▶ **Assignment**
Nothing in the data may be changed; retype all of it.

[Dataset entries]
────
//! Wire formats for the datagrams exchanged with the stack under test.

pub mod ipv4;
pub use ipv4::{Ipv4Address, Ipv4Header};

pub mod tcp;
pub use tcp::TcpHeader;

pub mod udp;
pub use udp::UdpHeader;

pub mod sctp;
pub use sctp::SctpPacket;

pub mod utility;
pub use utility::{Endpoint, Endpoints};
────
▶ **Answer**
//! Wire formats for the datagrams exchanged with the stack under test.

pub mod ipv4;
pub use ipv4::{Ipv4Address, Ipv4Header};

pub mod tcp;
pub use tcp::TcpHeader;

pub mod udp;
pub use udp::UdpHeader;

pub mod sctp;
pub use sctp::SctpPacket;

pub mod utility;
pub use utility::{Endpoint, Endpoints};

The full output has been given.